11-й кавалерийский корпус ведет ожесточенные бои с противником, наступавшим в северо-западном направлении. К исходу дня немцы занимают Иваники, Ложкино, Бараново, Григорьевское, Ивановское (30–35 км северо-западнее Вязьмы). С 31.3. по 5.4 уничтожается до 3,5 тыс. солдат и офицеров, 14 танков, 44 автомашины противника. Потери корпуса за этот период: убито и ранено до 2 тыс. человек.
Авиация противника в течение дня производит 263 самолето-вылета. Зенитно-пулеметным огнем и огнем стрелкового оружия сбивается 6 самолетов противника и один самолет сбит в воздушном бою (к. 1).
В ночь на 6 апреля 44-й бомбардировочный полк нанес удар по аэродрому, на котором базировались фашистские бомбардировщики, совершавшие налеты на Ленинград. Плотная облачность помогла нашим летчикам скрытно подойти к аэродрому врага и нанести внезапный удар. На стоянках возникли пожары, и последующим группам наших бомбардировщиков было совсем просто выходить на цель. При нанесении этого ночного удара особенно отличились экипажи В. Н. Гречишкина, И. Ф. Кованева, Н. В. Кузнецова, И. К. Лымарева и Г. Е. Петросяна.
Подсчитать в темноте, сколько сгорело самолетов противника, разумеется, не удалось. Но сплошной огонь и сполохи взрывов свидетельствовали о том, что урон врагу нанесен немалый. Зарево пожара было видно за 30 километров.
Артиллерийские обстрелы продолжаются. Сегодня гитлеровцы выпустили по городу 216 снарядов, от которых пострадали 38 человек.
6 апреля – последний день более или менее нормальной эксплуатации ледовой дороги. И хотя существует приказ об использовании льда до последней возможности, всему есть предел. Работать на трассе становится до крайности тяжело и рискованно (к. 26).
Житель блокадного Ленинграда Виктор Орловский вспоминал:
«…Нежданно-негаданно я в помятой окопной шинели, в солдатских сапогах оказался в Ленинградской филармонии. Рядом со мной сидела девушка в темном зимнем пальто с потертым лисьим воротником. Из-под мужской ушанки выглядывали волнистые черные косы. На бледном, без единой кровинки, лице светились карие глаза. В позолоченном, холодном зале давался первый после блокадной зимы концерт для защитников осажденного города.

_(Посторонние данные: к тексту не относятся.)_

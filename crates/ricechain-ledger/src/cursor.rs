//! Scoped query cursors.
//!
//! A [`Cursor`] is a finite, non-restartable sequence over a query result.
//! Opening one registers it with the invocation's [`CursorTracker`]; it is
//! released by [`Cursor::close`] or, on any other exit path, when dropped.

use std::sync::{
    Arc,
    atomic::{AtomicUsize, Ordering},
};

use crate::LedgerResult;

/// Counts the cursors currently open within one invocation.
#[derive(Debug, Clone, Default)]
pub struct CursorTracker {
    open: Arc<AtomicUsize>,
}

impl CursorTracker {
    #[must_use]
    pub fn new() -> Self {
        Self::default()
    }

    /// Number of cursors opened and not yet released.
    #[must_use]
    pub fn open_count(&self) -> usize {
        self.open.load(Ordering::Acquire)
    }
}

/// Releases its slot in the tracker exactly once.
#[derive(Debug)]
struct Release {
    open: Arc<AtomicUsize>,
}

impl Drop for Release {
    fn drop(&mut self) {
        let before = self.open.fetch_sub(1, Ordering::AcqRel);
        tracing::debug!(still_open = before.saturating_sub(1), "Cursor released");
    }
}

/// Lazy, single-pass sequence of query results.
#[derive(Debug)]
pub struct Cursor<T> {
    items: std::vec::IntoIter<T>,
    release: Option<Release>,
}

impl<T> Cursor<T> {
    /// Open a cursor over `items`, registered with `tracker`.
    #[must_use]
    pub fn new(items: Vec<T>, tracker: &CursorTracker) -> Self {
        tracker.open.fetch_add(1, Ordering::AcqRel);
        Self {
            items: items.into_iter(),
            release: Some(Release {
                open: Arc::clone(&tracker.open),
            }),
        }
    }

    /// Results not yet consumed.
    #[must_use]
    pub fn remaining(&self) -> usize {
        self.items.len()
    }

    /// Release the cursor explicitly.
    pub fn close(mut self) {
        self.release.take();
    }

    /// Drain every result, then release.
    ///
    /// Stops at the first error; the cursor is released either way.
    pub fn collect_all(mut self) -> LedgerResult<Vec<T>> {
        let mut out = Vec::with_capacity(self.remaining());
        for item in self.by_ref() {
            out.push(item?);
        }
        self.close();
        Ok(out)
    }
}

impl<T> Iterator for Cursor<T> {
    type Item = LedgerResult<T>;

    fn next(&mut self) -> Option<Self::Item> {
        self.items.next().map(Ok)
    }

    fn size_hint(&self) -> (usize, Option<usize>) {
        self.items.size_hint()
    }
}

#[cfg(test)]
mod tests {
    use super::*;

    #[test]
    fn close_releases_slot() {
        let tracker = CursorTracker::new();
        let cursor = Cursor::new(vec![1, 2, 3], &tracker);
        assert_eq!(tracker.open_count(), 1);
        cursor.close();
        assert_eq!(tracker.open_count(), 0);
    }

    #[test]
    fn drop_releases_slot_on_early_exit() {
        let tracker = CursorTracker::new();
        {
            let mut cursor = Cursor::new(vec!["a", "b"], &tracker);
            assert_eq!(cursor.next().unwrap().unwrap(), "a");
            assert_eq!(tracker.open_count(), 1);
        }
        assert_eq!(tracker.open_count(), 0);
    }

    #[test]
    fn collect_all_drains_and_releases() {
        let tracker = CursorTracker::new();
        let a = Cursor::new(vec![1, 2], &tracker);
        let b = Cursor::new(vec![3], &tracker);
        assert_eq!(tracker.open_count(), 2);
        assert_eq!(a.collect_all().unwrap(), vec![1, 2]);
        assert_eq!(tracker.open_count(), 1);
        drop(b);
        assert_eq!(tracker.open_count(), 0);
    }

    #[test]
    fn cursor_is_not_restartable() {
        let tracker = CursorTracker::new();
        let mut cursor = Cursor::new(vec![1], &tracker);
        assert!(cursor.next().is_some());
        assert!(cursor.next().is_none());
        assert!(cursor.next().is_none());
        assert_eq!(cursor.remaining(), 0);
    }
}
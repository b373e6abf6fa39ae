//! Organizational roles in the supply chain.

use std::fmt;

use serde::{Deserialize, Serialize};

/// The part an organization plays in the supply chain.
///
/// Which organization holds which role is deployment configuration (see
/// [`ContractConfig::roles`](crate::ContractConfig)), never a constant in
/// the engine.
#[derive(Debug, Clone, Copy, PartialEq, Eq, Hash, Ord, PartialOrd, Serialize, Deserialize)]
pub enum Role {
    /// Registers and deletes rice batches.
    Farmer,
    /// Places processing orders in the restricted collection.
    Miller,
    /// Takes delivery of batches.
    Retailer,
}

impl Role {
    /// All roles, in supply-chain order.
    pub const ALL: [Self; 3] = [Self::Farmer, Self::Miller, Self::Retailer];
}

impl fmt::Display for Role {
    fn fmt(&self, f: &mut fmt::Formatter<'_>) -> fmt::Result {
        match self {
            Self::Farmer => write!(f, "FARMER"),
            Self::Miller => write!(f, "MILLER"),
            Self::Retailer => write!(f, "RETAILER"),
        }
    }
}

#[cfg(test)]
mod tests {
    use super::*;

    #[test]
    fn role_display() {
        assert_eq!(format!("{}", Role::Farmer), "FARMER");
        assert_eq!(format!("{}", Role::Retailer), "RETAILER");
    }

    #[test]
    fn role_serde_roundtrip() {
        let json = serde_json::to_string(&Role::Miller).unwrap();
        assert_eq!(json, "\"Miller\"");
        let back: Role = serde_json::from_str(&json).unwrap();
        assert_eq!(back, Role::Miller);
    }
}
use crate::locator::{Locator, ProjectLayout};
use crate::model::{load_services, Service};
use crate::openapi_builder::{document_annotations, OpenApiBuilder, OpenApiDocument};
use crate::schema_generator::SchemaGenerator;
use crate::serializer::{serialize, serialize_model, write_to_file, Format};
use crate::type_resolver::TypeResolver;
use anyhow::{Context, Result};
use clap::{Parser, ValueEnum};
use log::{debug, info, warn};
use std::path::PathBuf;

/// Default document file name inside the services directory
pub const DEFAULT_OUTPUT: &str = "swagger.yaml";

/// Go Service Generator - Build an OpenAPI document from annotated Go service interfaces
#[derive(Parser, Debug)]
#[command(name = "go-service-gen")]
#[command(author, version, about, long_about = None)]
pub struct CliArgs {
    /// Path to the Go package declaring the service interfaces
    #[arg(value_name = "SERVICES_PATH")]
    pub services_path: PathBuf,

    /// Output file path (default: SERVICES_PATH/swagger.yaml)
    #[arg(short = 'o', long = "output", value_name = "FILE")]
    pub output_path: Option<PathBuf>,

    /// Output format (by default chosen from the output file extension)
    #[arg(short = 'f', long = "format", value_enum)]
    pub output_format: Option<OutputFormat>,

    /// Module root holding go.mod (default: nearest ancestor with one)
    #[arg(long = "root", value_name = "DIR")]
    pub root: Option<PathBuf>,

    /// Vendor directory (default: ROOT/vendor)
    #[arg(long = "vendor", value_name = "DIR")]
    pub vendor: Option<PathBuf>,

    /// Only process the named interfaces, annotated or not
    #[arg(long = "iface", value_name = "NAME")]
    pub interfaces: Vec<String>,

    /// Also write the resolved service model as JSON
    #[arg(long = "model", value_name = "FILE")]
    pub model_path: Option<PathBuf>,

    /// Enable verbose output
    #[arg(short = 'v', long = "verbose")]
    pub verbose: bool,
}

/// Output format options
#[derive(Debug, Clone, Copy, ValueEnum)]
pub enum OutputFormat {
    /// YAML format
    Yaml,
    /// JSON format
    Json,
}

impl From<OutputFormat> for Format {
    fn from(format: OutputFormat) -> Self {
        match format {
            OutputFormat::Yaml => Format::Yaml,
            OutputFormat::Json => Format::Json,
        }
    }
}

impl CliArgs {
    pub fn output(&self) -> PathBuf {
        self.output_path
            .clone()
            .unwrap_or_else(|| self.services_path.join(DEFAULT_OUTPUT))
    }

    pub fn format(&self) -> Format {
        self.output_format
            .map(Format::from)
            .unwrap_or_else(|| Format::from_path(&self.output()))
    }
}

/// Everything one run produces, before anything is written.
pub struct Generation {
    pub services: Vec<Service>,
    pub document: OpenApiDocument,
}

/// Parse command line arguments
pub fn parse_args() -> Result<CliArgs> {
    let args = CliArgs::parse();
    parse_args_from_parsed(args)
}

/// Validate and log already-parsed arguments
pub fn parse_args_from_parsed(args: CliArgs) -> Result<CliArgs> {
    debug!("Parsed arguments: {:?}", args);

    if !args.services_path.exists() {
        anyhow::bail!(
            "Services path does not exist: {}",
            args.services_path.display()
        );
    }

    if !args.services_path.is_dir() {
        anyhow::bail!(
            "Services path is not a directory: {}",
            args.services_path.display()
        );
    }

    if let Some(root) = &args.root {
        if !root.is_dir() {
            anyhow::bail!("Module root is not a directory: {}", root.display());
        }
    }

    info!("Services path: {}", args.services_path.display());
    info!("Output: {} ({:?})", args.output().display(), args.format());
    if !args.interfaces.is_empty() {
        info!("Interfaces: {}", args.interfaces.join(", "));
    }
    if let Some(model) = &args.model_path {
        info!("Model dump: {}", model.display());
    }

    Ok(args)
}

/// Resolves the services and builds the document without writing anything.
pub fn generate(args: &CliArgs) -> Result<Generation> {
    let root = match &args.root {
        Some(root) => root.clone(),
        None => ProjectLayout::find_root(&args.services_path).unwrap_or_else(|| {
            warn!(
                "No go.mod above {}, using it as the module root",
                args.services_path.display()
            );
            args.services_path.clone()
        }),
    };
    info!("Module root: {}", root.display());

    let mut layout = ProjectLayout::discover(&root)
        .with_context(|| format!("Failed to read module layout of {}", root.display()))?;
    if let Some(vendor) = &args.vendor {
        layout = layout.with_vendor_dir(vendor.clone());
    }

    let type_resolver = TypeResolver::new(Locator::new(layout));
    let mut schema_gen = SchemaGenerator::new(type_resolver);

    info!("Loading services...");
    let services = load_services(
        schema_gen.resolver_mut(),
        &args.services_path,
        &args.interfaces,
    )
    .with_context(|| format!("Failed to load services from {}", args.services_path.display()))?;

    if services.is_empty() {
        anyhow::bail!(
            "No service interfaces found in {}",
            args.services_path.display()
        );
    }

    info!("Building OpenAPI document...");
    let mut builder = OpenApiBuilder::new().with_annotations(&document_annotations(&services));
    for service in &services {
        builder
            .add_service(service, &mut schema_gen)
            .with_context(|| format!("Failed to document service {}", service.name))?;
    }

    info!(
        "Registered {} schemas, parsed {} files",
        schema_gen.registry().len(),
        schema_gen.resolver_mut().locator_mut().parsed_file_count()
    );
    let document = builder.build(schema_gen);

    Ok(Generation { services, document })
}

/// Run the main workflow
pub fn run(args: CliArgs) -> Result<()> {
    info!("Starting generation...");

    let generation = generate(&args)?;

    // Serialize everything before touching the filesystem
    let output = args.output();
    let format = args.format();
    info!("Serializing to {:?} format...", format);
    let content = serialize(&generation.document, format)?;
    let model = match &args.model_path {
        Some(path) => Some((path, serialize_model(&generation.services)?)),
        None => None,
    };

    write_to_file(&content, &output)
        .with_context(|| format!("Failed to write {}", output.display()))?;
    info!("Wrote OpenAPI document to {}", output.display());

    if let Some((path, model)) = model {
        write_to_file(&model, path).with_context(|| format!("Failed to write {}", path.display()))?;
        info!("Wrote service model to {}", path.display());
    }

    info!("Generation complete!");
    info!("Summary:");
    info!("  - Services: {}", generation.services.len());
    info!(
        "  - Methods: {}",
        generation.services.iter().map(|s| s.methods.len()).sum::<usize>()
    );
    info!("  - Paths: {}", generation.document.paths.len());

    Ok(())
}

И хотя вид у собравшихся здесь людей был усталый, изнуренный и, надо прямо сказать, совсем не театральный, в глазах их сияли бодрые искорки радости. После недавнего тяжелого боя и ко мне в стенах филармонии пришло неожиданно светлое настроение. Я оказался в другом мире, в мире яркого света, в мире мечты и любви. Чарующая музыка Чайковского, Шопена разливалась по всему огромному залу и, казалось, пробивалась сквозь его толстые стены на улицы Ленинграда, летела туда, на фронт, под Лигово, отвергая ужасы войны…».